Kafka High‑Availability Overview

A fintech company uses Kafka, originally designed for log processing, as its core messaging system. Although the cluster runs stably, occasional consumer outages occur when one of the three broker nodes crashes, causing all consumers to stop receiving messages.

Multi‑Replica Redundancy Design

Kafka achieves high availability through replication of partitions across multiple brokers. When a broker goes down, its partitions still have replicas on other brokers, and a new leader is elected from the in‑sync replicas (ISR).

Key concepts:

Broker : a Kafka server node.

Topic : a logical category for messages; producers and consumers use the topic name to send and receive data.

Partition : each topic is split into one or more ordered partitions, each hosted on a broker.

Offset : the position of a message within a partition, used by consumers to track consumption.

Replication Factor and ISR

More replicas increase fault tolerance but consume more resources. A replication factor of three is typically sufficient for high availability. Kafka uses an ISR list to track followers that are sufficiently synchronized with the leader; only ISR members are eligible for leader election.

Acknowledgment (acks) Settings

The request.required.acks parameter controls durability: 0: fire‑and‑forget; messages may be lost. 1: only the leader must acknowledge; if the leader fails before followers sync, messages can be lost (default setting). all: all ISR replicas must acknowledge, providing the strongest durability guarantee as long as at least one follower remains in the ISR.

Hidden Single‑Point Failure: __consumer_offset Topic

The internal __consumer_offset topic stores consumer offsets.
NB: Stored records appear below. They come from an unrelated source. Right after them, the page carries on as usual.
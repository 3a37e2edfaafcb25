//! Composition root wiring the transport, stores and push channel.
//!
//! One cookie jar is shared by the HTTP transport and the hub connector so
//! the session cookies issued at login also authenticate the push
//! connection.

use std::sync::Arc;

use mockable::DefaultClock;
use reqwest::cookie::Jar;
use tracing::info;

use crate::api::ApiClient;
use crate::config::{ClientSettings, ConfigError};
use crate::domain::Toasts;
use crate::outbound::http::ReqwestTransport;
use crate::outbound::hub::HubConnector;
use crate::push::{ChannelHandle, NotificationChannel};
use crate::stores::{AuthStore, ListingStore, NotificationStore, ProfileStore};

/// Errors raised while assembling a [`SkillSwapClient`].
#[derive(Debug, thiserror::Error)]
pub enum ClientError {
    /// The settings do not describe a usable endpoint.
    #[error(transparent)]
    Config(#[from] ConfigError),
    /// The HTTP client could not be built.
    #[error("failed to build HTTP client: {0}")]
    Http(#[from] reqwest::Error),
}

/// Fully wired client: one API client, the stores and the push connector.
pub struct SkillSwapClient {
    auth: Arc<AuthStore>,
    profile: ProfileStore,
    listings: ListingStore,
    notifications: Arc<NotificationStore>,
    toasts: Toasts,
    connector: Arc<HubConnector>,
    settings: ClientSettings,
}

impl SkillSwapClient {
    /// Build every component from `settings`. No request is sent.
    ///
    /// # Errors
    ///
    /// [`ClientError::Config`] for an unusable base URL or hub path,
    /// [`ClientError::Http`] when reqwest cannot build its client.
    pub fn connect(settings: &ClientSettings) -> Result<Self, ClientError> {
        let base_url = settings.base_url()?;
        let hub_url = settings.hub_url()?;
        let cookies = Arc::new(Jar::default());
        let transport = ReqwestTransport::new(
            base_url.clone(),
            Arc::clone(&cookies),
            settings.request_timeout(),
        )?;
        let api = Arc::new(ApiClient::new(Arc::new(transport)));
        let toasts = Toasts::new(Arc::new(DefaultClock), settings.toast_ttl());
        info!(%base_url, %hub_url, "SkillSwap client configured");

        Ok(Self {
            auth: AuthStore::new(Arc::clone(&api), toasts.clone()),
            profile: ProfileStore::new(Arc::clone(&api), toasts.clone()),
            listings: ListingStore::new(Arc::clone(&api), toasts.clone()),
            notifications: Arc::new(NotificationStore::new(api, toasts.clone())),
            toasts,
            connector: Arc::new(HubConnector::new(hub_url, base_url, cookies)),
            settings: settings.clone(),
        })
    }

    /// Session store.
    pub fn auth(&self) -> &Arc<AuthStore> {
        &self.auth
    }

    /// Profile store.
    pub fn profile(&self) -> &ProfileStore {
        &self.profile
    }

    /// Listing store.
    pub fn listings(&self) -> &ListingStore {
        &self.listings
    }

    /// Notification store; also the push channel's sink.
    pub fn notifications(&self) -> &Arc<NotificationStore> {
        &self.notifications
    }

    /// Shared toast queue.
    pub fn toasts(&self) -> &Toasts {
        &self.toasts
    }

    /// Start the push channel. It follows the session flag, so it may be
    /// started before login.
    ///
    /// Must be called from within a tokio runtime.
    pub fn start_notifications(&self) -> ChannelHandle {
        let connector = Arc::clone(&self.connector);
        let sink = Arc::clone(&self.notifications);
        NotificationChannel::new(connector, sink)
            .with_policy(self.settings.reconnect_policy())
            .spawn(self.auth.authenticated())
    }
}

#[cfg(test)]
mod tests {
    //! Wiring coverage; nothing here touches the network.
    use super::*;
    use crate::push::ChannelState;

    fn settings(base_url: &str) -> ClientSettings {
        ClientSettings {
            base_url: Some(base_url.to_owned()),
            ..ClientSettings::default()
        }
    }

    #[test]
    fn rejects_unusable_base_urls() {
        let error = SkillSwapClient::connect(&settings("ftp://files.skillswap.test/"))
            .err()
            .expect("ftp is rejected");
        assert!(matches!(
            error,
            ClientError::Config(ConfigError::UnsupportedScheme { .. })
        ));
    }

    #[tokio::test]
    async fn starts_signed_out_with_an_idle_channel() {
        let client = SkillSwapClient::connect(&settings("http://127.0.0.1:9/api"))
            .expect("client builds");

        assert!(!*client.auth().authenticated().borrow());
        assert!(client.notifications().snapshot().feed.is_empty());
        assert!(client.toasts().active().is_empty());

        let handle = client.start_notifications();
        tokio::task::yield_now().await;
        assert_eq!(handle.current(), ChannelState::Idle);
        handle.shutdown().await;
    }
}
//! Reqwest-backed API transport.
//!
//! This adapter owns transport details only: URL resolution against the
//! base URL, body encoding, the cookie jar and timeout mapping. Status codes
//! are handed back untouched for the API client to interpret.

use std::sync::Arc;
use std::time::Duration;

use async_trait::async_trait;
use reqwest::cookie::Jar;
use reqwest::multipart::{Form, Part};
use reqwest::{Client, Url};
use tracing::trace;

use crate::domain::ports::{
    ApiRequest, ApiResponse, FormPart, HttpTransport, Method, RequestBody, TransportError,
};

/// User agent sent with every API request.
pub const DEFAULT_USER_AGENT: &str = "skillswap-client/0.1";

/// Sends API requests with a shared cookie jar.
pub struct ReqwestTransport {
    client: Client,
    base_url: Url,
}

impl ReqwestTransport {
    /// Build a transport rooted at `base_url`.
    ///
    /// `base_url` must end with a slash so relative paths append to it.
    /// `cookies` is shared with the hub connector.
    ///
    /// # Errors
    ///
    /// Returns an error when the reqwest client cannot be constructed.
    pub fn new(
        base_url: Url,
        cookies: Arc<Jar>,
        timeout: Option<Duration>,
    ) -> Result<Self, reqwest::Error> {
        let mut builder = Client::builder()
            .cookie_provider(cookies)
            .user_agent(DEFAULT_USER_AGENT);
        if let Some(timeout) = timeout {
            builder = builder.timeout(timeout);
        }
        Ok(Self {
            client: builder.build()?,
            base_url,
        })
    }

    fn resolve(&self, path: &str) -> Result<Url, TransportError> {
        self.base_url
            .join(path.trim_start_matches('/'))
            .map_err(|error| TransportError::invalid_request(format!("bad path {path:?}: {error}")))
    }
}

#[async_trait]
impl HttpTransport for ReqwestTransport {
    async fn send(&self, request: &ApiRequest) -> Result<ApiResponse, TransportError> {
        let url = self.resolve(&request.path)?;
        trace!(method = request.method.as_str(), %url, "sending API request");
        let mut builder = self
            .client
            .request(to_reqwest_method(request.method), url)
            .header(reqwest::header::ACCEPT, "application/json");
        if !request.query.is_empty() {
            builder = builder.query(&request.query);
        }
        builder = match &request.body {
            RequestBody::Empty => builder,
            RequestBody::Json(value) => builder.json(value),
            RequestBody::Multipart(parts) => builder.multipart(build_form(parts)?),
        };

        let response = builder.send().await.map_err(map_transport_error)?;
        let status = response.status().as_u16();
        let body = response.bytes().await.map_err(map_transport_error)?;
        Ok(ApiResponse::new(status, body.to_vec()))
    }
}

fn to_reqwest_method(method: Method) -> reqwest::Method {
    match method {
        Method::Get => reqwest::Method::GET,
        Method::Post => reqwest::Method::POST,
        Method::Put => reqwest::Method::PUT,
        Method::Delete => reqwest::Method::DELETE,
    }
}

fn build_form(parts: &[FormPart]) -> Result<Form, TransportError> {
    parts.iter().try_fold(Form::new(), |form, part| match part {
        FormPart::Text { name, value } => Ok(form.text(name.clone(), value.clone())),
        FormPart::File {
            name,
            file_name,
            content_type,
            bytes,
        } => {
            let file = Part::bytes(bytes.clone())
                .file_name(file_name.clone())
                .mime_str(content_type)
                .map_err(|error| {
                    TransportError::invalid_request(format!(
                        "invalid content type {content_type:?}: {error}"
                    ))
                })?;
            Ok(form.part(name.clone(), file))
        }
    })
}

fn map_transport_error(error: reqwest::Error) -> TransportError {
    if error.is_timeout() {
        TransportError::timeout(error.to_string())
    } else {
        TransportError::network(error.to_string())
    }
}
By default it has a replication factor of 1 and 50 partitions, making it a single‑point failure. If the broker holding its partitions crashes, all consumers stop.

Solution

1. Delete the existing __consumer_offset topic (cannot be removed via command; delete the log files).
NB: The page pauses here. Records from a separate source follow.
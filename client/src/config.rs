//! Client configuration loaded via OrthoConfig.
//!
//! Endpoint fields are optional and fall back to a locally running backend.
//! Timing fields always carry a value so an empty load still succeeds.

use std::time::Duration;

use ortho_config::OrthoConfig;
use serde::Deserialize;
use url::Url;

use crate::api::endpoints::NOTIFICATION_HUB;
use crate::domain::ReconnectPolicy;

const DEFAULT_BASE_URL: &str = "http://localhost:5000/api/";
const DEFAULT_RECONNECT_INITIAL_MS: u64 = 1_000;
const DEFAULT_RECONNECT_MAX_MS: u64 = 30_000;
const DEFAULT_RECONNECT_BUDGET_SECS: u64 = 300;
const DEFAULT_TOAST_TTL_MS: u64 = 3_000;

/// Errors raised while interpreting [`ClientSettings`].
#[derive(Debug, Clone, PartialEq, Eq, thiserror::Error)]
pub enum ConfigError {
    /// The base URL could not be parsed.
    #[error("invalid base URL `{url}`: {source}")]
    InvalidBaseUrl {
        /// Configured value.
        url: String,
        /// Parser failure.
        #[source]
        source: url::ParseError,
    },
    /// The base URL is not `http` or `https`.
    #[error("unsupported URL scheme `{scheme}`; expected http or https")]
    UnsupportedScheme {
        /// Scheme found in the configured URL.
        scheme: String,
    },
    /// The hub path could not be joined onto the base URL.
    #[error("invalid hub path `{path}`: {source}")]
    InvalidHubPath {
        /// Configured value.
        path: String,
        /// Parser failure.
        #[source]
        source: url::ParseError,
    },
}

/// Settings for the SkillSwap client.
#[derive(Debug, Clone, Deserialize, OrthoConfig)]
#[ortho_config(prefix = "SKILLSWAP")]
pub struct ClientSettings {
    /// API base URL, for example `https://skillswap.example/api/`.
    pub base_url: Option<String>,
    /// Notification hub path relative to the base URL.
    pub hub_path: Option<String>,
    /// Per-request timeout in seconds. Unset leaves reqwest's default.
    pub request_timeout_secs: Option<u64>,
    /// First push reconnect delay in milliseconds.
    #[ortho_config(default = 1_000)]
    pub reconnect_initial_ms: u64,
    /// Cap on a single push reconnect delay in milliseconds.
    #[ortho_config(default = 30_000)]
    pub reconnect_max_ms: u64,
    /// Total push reconnect budget in seconds.
    #[ortho_config(default = 300)]
    pub reconnect_budget_secs: u64,
    /// How long toasts stay visible, in milliseconds.
    #[ortho_config(default = 3_000)]
    pub toast_ttl_ms: u64,
}

impl Default for ClientSettings {
    fn default() -> Self {
        Self {
            base_url: None,
            hub_path: None,
            request_timeout_secs: None,
            reconnect_initial_ms: DEFAULT_RECONNECT_INITIAL_MS,
            reconnect_max_ms: DEFAULT_RECONNECT_MAX_MS,
            reconnect_budget_secs: DEFAULT_RECONNECT_BUDGET_SECS,
            toast_ttl_ms: DEFAULT_TOAST_TTL_MS,
        }
    }
}

impl ClientSettings {
    /// API base URL, always ending in `/` so relative joins keep the prefix.
    ///
    /// # Errors
    ///
    /// [`ConfigError::InvalidBaseUrl`] or [`ConfigError::UnsupportedScheme`].
    pub fn base_url(&self) -> Result<Url, ConfigError> {
        let raw = self.base_url.as_deref().unwrap_or(DEFAULT_BASE_URL).trim();
        let with_slash = if raw.ends_with('/') {
            raw.to_owned()
        } else {
            format!("{raw}/")
        };
        let url = Url::parse(&with_slash).map_err(|source| ConfigError::InvalidBaseUrl {
            url: raw.to_owned(),
            source,
        })?;
        match url.scheme() {
            "http" | "https" => Ok(url),
            other => Err(ConfigError::UnsupportedScheme {
                scheme: other.to_owned(),
            }),
        }
    }

    /// Websocket URL of the notification hub.
    ///
    /// # Errors
    ///
    /// Any [`ConfigError`] from [`ClientSettings::base_url`], or
    /// [`ConfigError::InvalidHubPath`].
    pub fn hub_url(&self) -> Result<Url, ConfigError> {
        let path = self
            .hub_path
            .as_deref()
            .unwrap_or(NOTIFICATION_HUB)
            .trim_start_matches('/');
        let mut url = self
            .base_url()?
            .join(path)
            .map_err(|source| ConfigError::InvalidHubPath {
                path: path.to_owned(),
                source,
            })?;
        let scheme = if url.scheme() == "https" { "wss" } else { "ws" };
        url.set_scheme(scheme)
            .map_err(|()| ConfigError::UnsupportedScheme {
                scheme: url.scheme().to_owned(),
            })?;
        Ok(url)
    }

    /// Per-request timeout, if configured.
    pub fn request_timeout(&self) -> Option<Duration> {
        self.request_timeout_secs.map(Duration::from_secs)
    }

    /// Push reconnection schedule.
    pub fn reconnect_policy(&self) -> ReconnectPolicy {
        ReconnectPolicy::new(
            Duration::from_millis(self.reconnect_initial_ms),
            Duration::from_millis(self.reconnect_max_ms),
            Duration::from_secs(self.reconnect_budget_secs),
        )
    }

    /// Toast time-to-live.
    pub fn toast_ttl(&self) -> Duration {
        Duration::from_millis(self.toast_ttl_ms)
    }
}
//! Authentication form payloads: login credentials and registration.
//!
//! Constructors validate raw form input and report every failing field via
//! [`FieldErrors`], so nothing malformed reaches the API.

use std::fmt;
use std::sync::OnceLock;

use regex::Regex;
use serde::Serialize;
use zeroize::Zeroizing;

use super::validation::{FieldErrors, check_length};

/// Minimum password length accepted at registration.
pub const PASSWORD_MIN: usize = 8;
/// Maximum length for first and last names.
pub const NAME_MAX: usize = 50;

const REDACTED: &str = "<redacted>";

static EMAIL_RE: OnceLock<Regex> = OnceLock::new();

fn email_regex() -> &'static Regex {
    EMAIL_RE.get_or_init(|| {
        Regex::new(r"^[^@\s]+@[^@\s]+\.[^@\s]+$")
            .unwrap_or_else(|error| panic!("email regex failed to compile: {error}"))
    })
}

fn check_email(errors: &mut FieldErrors, raw: &str) -> String {
    let email = raw.trim();
    if email.is_empty() {
        errors.push("email", "email must not be empty");
    } else if !email_regex().is_match(email) {
        errors.push("email", "email must be a valid address");
    }
    email.to_owned()
}

/// Validated login credentials.
///
/// ## Invariants
/// - `email` is trimmed and shaped `local@domain.tld`.
/// - `password` is non-empty and kept verbatim, zeroised on drop.
///
/// # Examples
/// ```
/// use skillswap_client::domain::LoginCredentials;
///
/// let creds = LoginCredentials::try_from_parts(" ada@example.com ", "hunter22").unwrap();
/// assert_eq!(creds.email(), "ada@example.com");
/// ```
#[derive(Clone, PartialEq, Eq)]
pub struct LoginCredentials {
    email: String,
    password: Zeroizing<String>,
}

impl LoginCredentials {
    /// Validate raw email/password input.
    ///
    /// # Errors
    ///
    /// Returns field errors for `email` and/or `password`.
    pub fn try_from_parts(email: &str, password: &str) -> Result<Self, FieldErrors> {
        let mut errors = FieldErrors::default();
        let email = check_email(&mut errors, email);
        if password.is_empty() {
            errors.push("password", "password must not be empty");
        }
        errors.into_result(Self {
            email,
            password: Zeroizing::new(password.to_owned()),
        })
    }

    /// Normalised email address.
    pub fn email(&self) -> &str {
        self.email.as_str()
    }

    /// Password as typed.
    pub fn password(&self) -> &str {
        self.password.as_str()
    }

    pub(crate) fn to_payload(&self) -> LoginPayload<'_> {
        LoginPayload {
            email: self.email(),
            password: self.password(),
        }
    }
}

impl fmt::Debug for LoginCredentials {
    fn fmt(&self, f: &mut fmt::Formatter<'_>) -> fmt::Result {
        f.debug_struct("LoginCredentials")
            .field("email", &self.email)
            .field("password", &REDACTED)
            .finish()
    }
}

#[derive(Serialize)]
pub(crate) struct LoginPayload<'a> {
    email: &'a str,
    password: &'a str,
}

/// Raw registration form input.
#[derive(Debug, Clone, Default)]
pub struct RegistrationForm<'a> {
    /// Given name.
    pub first_name: &'a str,
    /// Family name.
    pub last_name: &'a str,
    /// Email address.
    pub email: &'a str,
    /// Chosen password.
    pub password: &'a str,
    /// Password typed a second time.
    pub confirm_password: &'a str,
}

/// Validated registration request.
///
/// ## Invariants
/// - names are trimmed, non-empty, at most [`NAME_MAX`] characters;
/// - password has at least [`PASSWORD_MIN`] characters, one letter and one
///   digit, and matches its confirmation.
#[derive(Clone, PartialEq, Eq)]
pub struct Registration {
    first_name: String,
    last_name: String,
    email: String,
    password: Zeroizing<String>,
}

impl Registration {
    /// Validate a registration form.
    ///
    /// # Errors
    ///
    /// Returns every failing field.
    ///
    /// # Examples
    /// ```
    /// use skillswap_client::domain::{Registration, RegistrationForm};
    ///
    /// let errors = Registration::try_from_form(&RegistrationForm {
    ///     first_name: "Ada",
    ///     last_name: "Lovelace",
    ///     email: "ada@example.com",
    ///     password: "engine42",
    ///     confirm_password: "engine24",
    /// })
    /// .unwrap_err();
    /// assert_eq!(errors.message_for("confirmPassword"), Some("passwords do not match"));
    /// ```
    pub fn try_from_form(form: &RegistrationForm<'_>) -> Result<Self, FieldErrors> {
        let mut errors = FieldErrors::default();
        let first_name = check_length(&mut errors, "firstName", form.first_name, 1, NAME_MAX);
        let last_name = check_length(&mut errors, "lastName", form.last_name, 1, NAME_MAX);
        let email = check_email(&mut errors, form.email);

        let password = form.password;
        if password.chars().count() < PASSWORD_MIN {
            errors.push(
                "password",
                format!("password must be at least {PASSWORD_MIN} characters"),
            );
        } else if !password.chars().any(char::is_alphabetic)
            || !password.chars().any(|c| c.is_ascii_digit())
        {
            errors.push("password", "password must contain a letter and a digit");
        }
        if form.confirm_password != password {
            errors.push("confirmPassword", "passwords do not match");
        }

        errors.into_result(Self {
            first_name,
            last_name,
            email,
            password: Zeroizing::new(password.to_owned()),
        })
    }

    /// Given name.
    pub fn first_name(&self) -> &str {
        &self.first_name
    }

    /// Family name.
    pub fn last_name(&self) -> &str {
        &self.last_name
    }

    /// Normalised email address.
    pub fn email(&self) -> &str {
        &self.email
    }

    pub(crate) fn to_payload(&self) -> RegistrationPayload<'_> {
        RegistrationPayload {
            first_name: &self.first_name,
            last_name: &self.last_name,
            email: &self.email,
            password: self.password.as_str(),
        }
    }
}

impl fmt::Debug for Registration {
    fn fmt(&self, f: &mut fmt::Formatter<'_>) -> fmt::Result {
        f.debug_struct("Registration")
            .field("first_name", &self.first_name)
            .field("last_name", &self.last_name)
            .field("email", &self.email)
            .field("password", &REDACTED)
            .finish()
    }
}

#[derive(Serialize)]
#[serde(rename_all = "camelCase")]
pub(crate) struct RegistrationPayload<'a> {
    first_name: &'a str,
    last_name: &'a str,
    email: &'a str,
    password: &'a str,
}

#[cfg(test)]
mod tests {
    //! Regression coverage for this module.
    use super::*;
    use rstest::rstest;
    use serde_json::json;

    #[rstest]
    #[case("", "pw", "email", "email must not be empty")]
    #[case("   ", "pw", "email", "email must not be empty")]
    #[case("not-an-email", "pw", "email", "email must be a valid address")]
    #[case("a@b", "pw", "email", "email must be a valid address")]
    #[case("ada@example.com", "", "password", "password must not be empty")]
    fn invalid_credentials(
        #[case] email: &str,
        #[case] password: &str,
        #[case] field: &str,
        #[case] message: &str,
    ) {
        let errors = LoginCredentials::try_from_parts(email, password)
            .expect_err("invalid inputs must fail");
        assert_eq!(errors.message_for(field), Some(message));
    }

    #[test]
    fn credentials_keep_password_whitespace() {
        let creds = LoginCredentials::try_from_parts("ada@example.com", " pw ")
            .expect("valid inputs should succeed");
        assert_eq!(creds.password(), " pw ");
    }

    #[test]
    fn debug_output_hides_the_password() {
        let creds =
            LoginCredentials::try_from_parts("ada@example.com", "hunter22").expect("valid inputs");
        let rendered = format!("{creds:?}");
        assert!(rendered.contains("ada@example.com"));
        assert!(!rendered.contains("hunter22"));
    }

    #[test]
    fn login_payload_serialises_both_fields() {
        let creds =
            LoginCredentials::try_from_parts("ada@example.com", "secret").expect("valid inputs");
        let value = serde_json::to_value(creds.to_payload()).expect("serialise");
        assert_eq!(value, json!({ "email": "ada@example.com", "password": "secret" }));
    }

    fn form<'a>(password: &'a str, confirm: &'a str) -> RegistrationForm<'a> {
        RegistrationForm {
            first_name: " Ada ",
            last_name: "Lovelace",
            email: "ada@example.com",
            password,
            confirm_password: confirm,
        }
    }

    #[rstest]
    #[case("short1", "password must be at least 8 characters")]
    #[case("onlyletters", "password must contain a letter and a digit")]
    #[case("12345678", "password must contain a letter and a digit")]
    fn weak_passwords_are_rejected(#[case] password: &str, #[case] message: &str) {
        let errors = Registration::try_from_form(&form(password, password))
            .expect_err("weak password must fail");
        assert_eq!(errors.message_for("password"), Some(message));
    }

    #[test]
    fn registration_reports_every_failing_field() {
        let errors = Registration::try_from_form(&RegistrationForm {
            first_name: "",
            last_name: "",
            email: "nope",
            password: "engine42",
            confirm_password: "",
        })
        .expect_err("form must fail");
        let fields = errors
            .errors()
            .iter()
            .map(|error| error.field)
            .collect::<Vec<_>>();
        assert_eq!(fields, vec!["firstName", "lastName", "email", "confirmPassword"]);
    }

    #[test]
    fn registration_payload_uses_camel_case() {
        let registration =
            Registration::try_from_form(&form("engine42", "engine42")).expect("valid form");
        assert_eq!(registration.first_name(), "Ada");
        let value = serde_json::to_value(registration.to_payload()).expect("serialise");
        assert_eq!(
            value,
            json!({
                "firstName": "Ada",
                "lastName": "Lovelace",
                "email": "ada@example.com",
                "password": "engine42",
            })
        );
    }
}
2. Set offsets.topic.replication.factor=3 to create the topic with three replicas, ensuring offset data remains available after a broker failure.

Conclusion

Kafka’s multi‑replica architecture can provide high availability when replication factors match the number of brokers, but special attention is needed for internal topics like __consumer_offset that may default to a single replica. Adjusting the replication factor eliminates the outage caused by a single broker failure.